>>>>

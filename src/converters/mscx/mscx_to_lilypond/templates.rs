//! LilyPond book templates
//!
//! The `\book` wrappers for part books and the full score are Mustache
//! templates. Optional blocks (paper size, header, staff size) are guarded
//! by boolean flags so an unset option leaves no trace in the output.
//!
//! ## Related Files
//!
//! - `lilypond.rs` - builds the staff blocks and fills the contexts
//! - `templates/part_book.ly.mustache`, `templates/score_book.ly.mustache`

use serde::Serialize;

/// Template selection for book output
#[derive(Debug, Clone, Copy)]
pub enum BookTemplate {
    /// One instrument's part, with its own output suffix
    Part,
    /// All groups together
    Score,
}

/// One `key = "value"` line of a `\header` block
#[derive(Debug, Clone, PartialEq, Serialize)]
pub struct HeaderField {
    pub key: String,
    pub value: String,
}

/// Context data for template rendering
#[derive(Debug, Clone, Serialize)]
pub struct TemplateContext {
    /// Staff blocks, already rendered
    pub staves: String,

    /// `\bookOutputSuffix` value (part books only)
    pub output_suffix: String,

    pub has_paper_size: bool,
    #[serde(skip_serializing_if = "Option::is_none")]
    pub paper_size: Option<String>,

    pub has_header: bool,
    /// Escaped header lines, in output order
    pub header: Vec<HeaderField>,

    pub has_staff_size: bool,
    #[serde(skip_serializing_if = "Option::is_none")]
    pub staff_size: Option<String>,
}

impl TemplateContext {
    /// Create a new template context with required fields
    pub fn new(staves: String) -> Self {
        Self {
            staves,
            output_suffix: String::new(),
            has_paper_size: false,
            paper_size: None,
            has_header: false,
            header: Vec::new(),
            has_staff_size: false,
            staff_size: None,
        }
    }

    /// Builder pattern for fluent API
    pub fn builder(staves: String) -> TemplateContextBuilder {
        TemplateContextBuilder::new(staves)
    }
}

/// Builder for TemplateContext
pub struct TemplateContextBuilder {
    context: TemplateContext,
}

impl TemplateContextBuilder {
    pub fn new(staves: String) -> Self {
        Self {
            context: TemplateContext::new(staves),
        }
    }

    pub fn output_suffix<S: Into<String>>(mut self, suffix: S) -> Self {
        self.context.output_suffix = suffix.into();
        self
    }

    /// Set the paper size name (`None` omits the `\paper` block)
    pub fn paper_size(mut self, paper_size: Option<String>) -> Self {
        self.context.has_paper_size = paper_size.is_some();
        self.context.paper_size = paper_size;
        self
    }

    /// Add a header line if the value is present. The value is escaped.
    pub fn header_field(mut self, key: &str, value: Option<&str>) -> Self {
        if let Some(value) = value {
            self.context.header.push(HeaderField {
                key: key.to_string(),
                value: escape_lilypond_string(value),
            });
            self.context.has_header = true;
        }
        self
    }

    /// Set the staff size (`None` omits the `\layout` block)
    pub fn staff_size(mut self, staff_size: Option<f64>) -> Self {
        self.context.has_staff_size = staff_size.is_some();
        self.context.staff_size = staff_size.map(format_staff_size);
        self
    }

    pub fn build(self) -> TemplateContext {
        self.context
    }
}

/// Whole sizes print without a fractional part (`20`, `17.5`)
pub fn format_staff_size(size: f64) -> String {
    if size.fract() == 0.0 {
        format!("{:.0}", size)
    } else {
        format!("{}", size)
    }
}

/// Escape a string for use inside LilyPond double quotes
pub fn escape_lilypond_string(s: &str) -> String {
    s.replace('\\', "\\\\").replace('"', "\\\"")
}

/// Get template content by type
pub fn get_template_content(template_type: BookTemplate) -> &'static str {
    match template_type {
        BookTemplate::Part => include_str!("templates/part_book.ly.mustache"),
        BookTemplate::Score => include_str!("templates/score_book.ly.mustache"),
    }
}

/// Render a book using a template
pub fn render_book(
    template_type: BookTemplate,
    context: &TemplateContext,
) -> Result<String, Box<dyn std::error::Error>> {
    let template_content = get_template_content(template_type);
    let template = mustache::compile_str(template_content)?;
    Ok(template.render_to_string(context)?)
}
//! Score-model builder
//!
//! Reads the ordered tree of a `museScore` document into a [`ScoreModel`]:
//! instrument order and sections, each staff's measures flattened to the
//! recognized event kinds, and the parts joined to their staves.
//!
//! Every multiplicity is normalized to a list here, at the boundary, so the
//! renderer never has to care whether the source had one child or many.

use crate::converters::mscx::mscx_to_lilypond::errors::{ConversionError, ParseError};
use crate::converters::mscx::mscx_to_lilypond::grouping::group_parts;
use crate::converters::mscx::mscx_to_lilypond::parser::{
    get_child_parsed, get_child_text, get_node, get_nodes, OrderedNode,
};
use crate::converters::mscx::mscx_to_lilypond::types::*;
use num_rational::Ratio;

/// Build the score model from a parsed document root
pub fn build_score_model(root: &OrderedNode) -> Result<ScoreModel, ConversionError> {
    if root.name() != "museScore" {
        return Err(ParseError::UnsupportedFormat(format!(
            "Expected <museScore> root, found <{}>",
            root.name()
        ))
        .into());
    }

    let score = get_node(root, "Score")
        .ok_or_else(|| ParseError::MissingRequiredElement("Score".to_string()))?;

    read_score(score)
}

/// Build the score model from a `Score` element
pub fn read_score(score: &OrderedNode) -> Result<ScoreModel, ConversionError> {
    let order = get_node(score, "Order")
        .map(read_order_info)
        .unwrap_or_default();
    let staves = read_staff_info(score);
    let groups = read_parts_info(score, &order, &staves)?;
    let meta = read_meta_tags(score);

    log::debug!(
        "Score model: {} staves, {} groups, {} sections",
        staves.len(),
        groups.len(),
        order.sections.len()
    );

    Ok(ScoreModel {
        order,
        groups,
        meta,
    })
}

// ============================================================================
// ORDER
// ============================================================================

pub fn read_order_info(order: &OrderedNode) -> OrderInfo {
    let instruments = get_nodes(order, "instrument")
        .into_iter()
        .map(|instrument| OrderInstrument {
            id: attribute_string(instrument, "id"),
            family: get_nodes(instrument, "family")
                .into_iter()
                .map(|family| InstrumentFamily {
                    id: attribute_string(family, "id"),
                    name: family.text().unwrap_or_default().to_string(),
                })
                .collect(),
        })
        .collect();

    let sections = get_nodes(order, "section")
        .into_iter()
        .map(|section| Section {
            id: attribute_string(section, "id"),
            brackets: attribute_flag(section, "brackets"),
            bar_line_span: attribute_flag(section, "barLineSpan"),
            thin_brackets: attribute_flag(section, "thinBrackets"),
            family: get_nodes(section, "family")
                .into_iter()
                .filter_map(|family| family.text())
                .map(str::to_string)
                .collect(),
            unsorted: get_nodes(section, "unsorted")
                .into_iter()
                .map(|unsorted| Unsorted {
                    group: unsorted.attribute("group").map(str::to_string),
                })
                .collect(),
        })
        .collect();

    OrderInfo {
        instruments,
        sections,
    }
}

fn attribute_string(node: &OrderedNode, name: &str) -> String {
    node.attribute(name).unwrap_or_default().to_string()
}

fn attribute_flag(node: &OrderedNode, name: &str) -> bool {
    node.attribute(name) == Some("true")
}

// ============================================================================
// STAFF CONTENT
// ============================================================================

/// Flatten every score-level `Staff` into measures of recognized events
pub fn read_staff_info(score: &OrderedNode) -> Vec<FlatStaff> {
    get_nodes(score, "Staff")
        .into_iter()
        .map(|staff| FlatStaff {
            id: attribute_string(staff, "id"),
            measures: get_nodes(staff, "Measure")
                .into_iter()
                .map(read_measure)
                .collect(),
        })
        .collect()
}

fn read_measure(measure: &OrderedNode) -> Measure {
    let len = measure
        .attribute("len")
        .and_then(|len| match len.trim().parse::<Ratio<u32>>() {
            Ok(ratio) => Some(ratio),
            Err(_) => {
                log::warn!("Ignoring unparsable measure length '{}'", len);
                None
            }
        });

    let irregular = get_node(measure, "irregular")
        .map(|node| node.text() != Some("0"))
        .unwrap_or(false);

    Measure {
        irregular,
        len,
        voices: get_nodes(measure, "voice")
            .into_iter()
            .map(read_voice)
            .collect(),
    }
}

/// Keep the recognized children of a voice, in document order
fn read_voice(voice: &OrderedNode) -> Vec<Event> {
    voice
        .children()
        .iter()
        .filter(|child| !child.is_text_node())
        .filter_map(read_event)
        .collect()
}

/// Convert one voice child, or `None` for kinds that carry no music
pub fn read_event(node: &OrderedNode) -> Option<Event> {
    let event = match node.name() {
        "KeySig" => Event::KeySig(KeySig {
            concert_key: get_child_parsed(node, "concertKey")
                .or_else(|| get_child_parsed(node, "accidental"))
                .unwrap_or(0),
        }),
        "TimeSig" => Event::TimeSig(TimeSig {
            sig_n: get_child_parsed(node, "sigN").unwrap_or(4),
            sig_d: get_child_parsed(node, "sigD").unwrap_or(4),
        }),
        "Tempo" => Event::Tempo(Tempo {
            tempo: get_child_parsed(node, "tempo"),
        }),
        "Rest" => Event::Rest(read_rest(node)),
        "Chord" => Event::Chord(read_chord(node)),
        "Clef" => Event::Clef(ClefChange {
            clef_type: get_child_text(node, "concertClefType")
                .or_else(|| get_child_text(node, "subtype"))
                .unwrap_or_else(|| "G".to_string()),
        }),
        "BarLine" => Event::BarLine(BarLine {
            subtype: get_child_text(node, "subtype").unwrap_or_default(),
        }),
        "Fermata" => Event::Fermata(Fermata {
            subtype: get_child_text(node, "subtype").unwrap_or_default(),
        }),
        "PlayTechAnnotation" => Event::PlayTechAnnotation(PlayTechAnnotation {
            play_tech_type: get_child_text(node, "playTechType"),
            text: get_child_text(node, "text"),
        }),
        "Spanner" => Event::Spanner(read_spanner(node)),
        "Dynamic" => Event::Dynamic(Dynamic {
            subtype: get_child_text(node, "subtype").unwrap_or_default(),
        }),
        _ => return None,
    };
    Some(event)
}

fn read_rest(node: &OrderedNode) -> Rest {
    Rest {
        duration_type: get_child_text(node, "durationType").unwrap_or_default(),
        duration: get_child_text(node, "duration"),
        dots: get_child_parsed(node, "dots").unwrap_or(0),
        visible: get_child_parsed::<i32>(node, "visible")
            .map(|v| v != 0)
            .unwrap_or(true),
    }
}

fn read_chord(node: &OrderedNode) -> Chord {
    let tremolo_subtype = get_node(node, "TremoloSingleChord")
        .or_else(|| get_node(node, "Tremolo"))
        .and_then(|tremolo| get_child_text(tremolo, "subtype"));

    // ornaments share the articulation table
    let articulations = get_nodes(node, "Articulation")
        .into_iter()
        .chain(get_nodes(node, "Ornament"))
        .filter_map(|mark| get_child_text(mark, "subtype"))
        .collect();

    Chord {
        duration_type: get_child_text(node, "durationType").unwrap_or_default(),
        dots: get_child_parsed(node, "dots").unwrap_or(0),
        notes: get_nodes(node, "Note")
            .into_iter()
            .filter_map(read_note)
            .collect(),
        tremolo_subtype,
        articulations,
        spanners: get_nodes(node, "Spanner")
            .into_iter()
            .map(read_spanner)
            .collect(),
    }
}

fn read_note(node: &OrderedNode) -> Option<Note> {
    let Some(midi_pitch) = get_child_parsed::<i32>(node, "pitch") else {
        log::warn!("Note without pitch, skipping");
        return None;
    };

    Some(Note {
        midi_pitch,
        has_accidental_mark: get_node(node, "Accidental").is_some(),
        ties: get_nodes(node, "Spanner")
            .into_iter()
            .filter(|spanner| spanner.attribute("type") == Some("Tie"))
            .map(read_spanner)
            .collect(),
    })
}

/// `next` marks the start of a span, `prev` its end
fn read_spanner(node: &OrderedNode) -> Spanner {
    let spanner_type = attribute_string(node, "type");
    let payload = get_node(node, &spanner_type).and_then(|body| get_child_text(body, "subtype"));

    Spanner {
        is_start: get_node(node, "next").is_some(),
        is_end: get_node(node, "prev").is_some(),
        spanner_type,
        payload,
    }
}

// ============================================================================
// PARTS
// ============================================================================

/// Read every `Part` and group them into sections
pub fn read_parts_info(
    score: &OrderedNode,
    order: &OrderInfo,
    staves: &[FlatStaff],
) -> Result<Vec<PartGroup>, ConversionError> {
    let parts = get_nodes(score, "Part")
        .into_iter()
        .map(|part| read_part_info(part, staves))
        .collect::<Result<Vec<_>, _>>()?;

    Ok(group_parts(parts, order))
}

/// Read one `Part` and attach the content of the staves it references
pub fn read_part_info(
    part: &OrderedNode,
    staves: &[FlatStaff],
) -> Result<PartInfo, ConversionError> {
    let id = attribute_string(part, "id");
    let instruments: Vec<InstrumentInfo> = get_nodes(part, "Instrument")
        .into_iter()
        .map(read_instrument)
        .collect();

    let track_name = get_child_text(part, "trackName")
        .filter(|name| !name.is_empty())
        .or_else(|| {
            instruments
                .first()
                .map(|i| i.long_name.clone())
                .filter(|name| !name.is_empty())
        })
        .unwrap_or_else(|| id.clone());

    let mut staffs = Vec::new();
    for (idx, staff) in get_nodes(part, "Staff").into_iter().enumerate() {
        let staff_id = attribute_string(staff, "id");
        let content = staves
            .iter()
            .find(|flat| flat.id == staff_id)
            .ok_or_else(|| ConversionError::MissingStaffReference {
                part: id.clone(),
                staff: staff_id.clone(),
            })?;

        let default_clef = get_child_text(staff, "defaultClef")
            .or_else(|| get_child_text(staff, "defaultConcertClef"))
            .or_else(|| {
                instruments
                    .first()
                    .and_then(|instrument| instrument_clef(instrument, idx + 1))
            })
            .unwrap_or_else(|| "G".to_string());

        staffs.push(PartStaff {
            id: staff_id,
            default_clef,
            contents: content.measures.clone(),
        });
    }

    Ok(PartInfo {
        id,
        track_name,
        instruments,
        staffs,
    })
}

fn instrument_clef(instrument: &InstrumentInfo, staff_number: usize) -> Option<String> {
    instrument
        .clefs
        .iter()
        .find(|(number, _)| *number == staff_number)
        .map(|(_, clef)| clef.clone())
}

fn read_instrument(node: &OrderedNode) -> InstrumentInfo {
    InstrumentInfo {
        id: node.attribute("id").map(str::to_string),
        long_name: get_child_text(node, "longName").unwrap_or_default(),
        short_name: get_child_text(node, "shortName").unwrap_or_default(),
        track_name: get_child_text(node, "trackName").unwrap_or_default(),
        instrument_id: get_child_text(node, "instrumentId").unwrap_or_default(),
        transpose_diatonic: get_child_parsed(node, "transposeDiatonic").unwrap_or(0),
        transpose_chromatic: get_child_parsed(node, "transposeChromatic").unwrap_or(0),
        clefs: get_nodes(node, "clef")
            .into_iter()
            .filter_map(|clef| {
                let staff = clef
                    .attribute("staff")
                    .and_then(|s| s.trim().parse().ok())
                    .unwrap_or(1);
                clef.text().map(|text| (staff, text.trim().to_string()))
            })
            .collect(),
        channels: get_nodes(node, "Channel")
            .into_iter()
            .map(|channel| Channel {
                programs: get_nodes(channel, "program")
                    .into_iter()
                    .filter_map(|program| program.attribute("value"))
                    .map(str::to_string)
                    .collect(),
                synti: get_child_text(channel, "synti"),
                midi_port: get_child_parsed(channel, "midiPort"),
                midi_channel: get_child_parsed(channel, "midiChannel"),
            })
            .collect(),
    }
}

// ============================================================================
// METADATA
// ============================================================================

pub fn read_meta_tags(score: &OrderedNode) -> MetaInfo {
    let mut meta = MetaInfo::default();
    for tag in get_nodes(score, "metaTag") {
        if let Some(name) = tag.attribute("name") {
            meta.tags.insert(
                name.to_string(),
                tag.text().unwrap_or_default().trim().to_string(),
            );
        }
    }
    meta
}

<<<<

— What you have to do —
In the entries above, count each line with "from"; reply with the total only.

— Answer to this problem —
2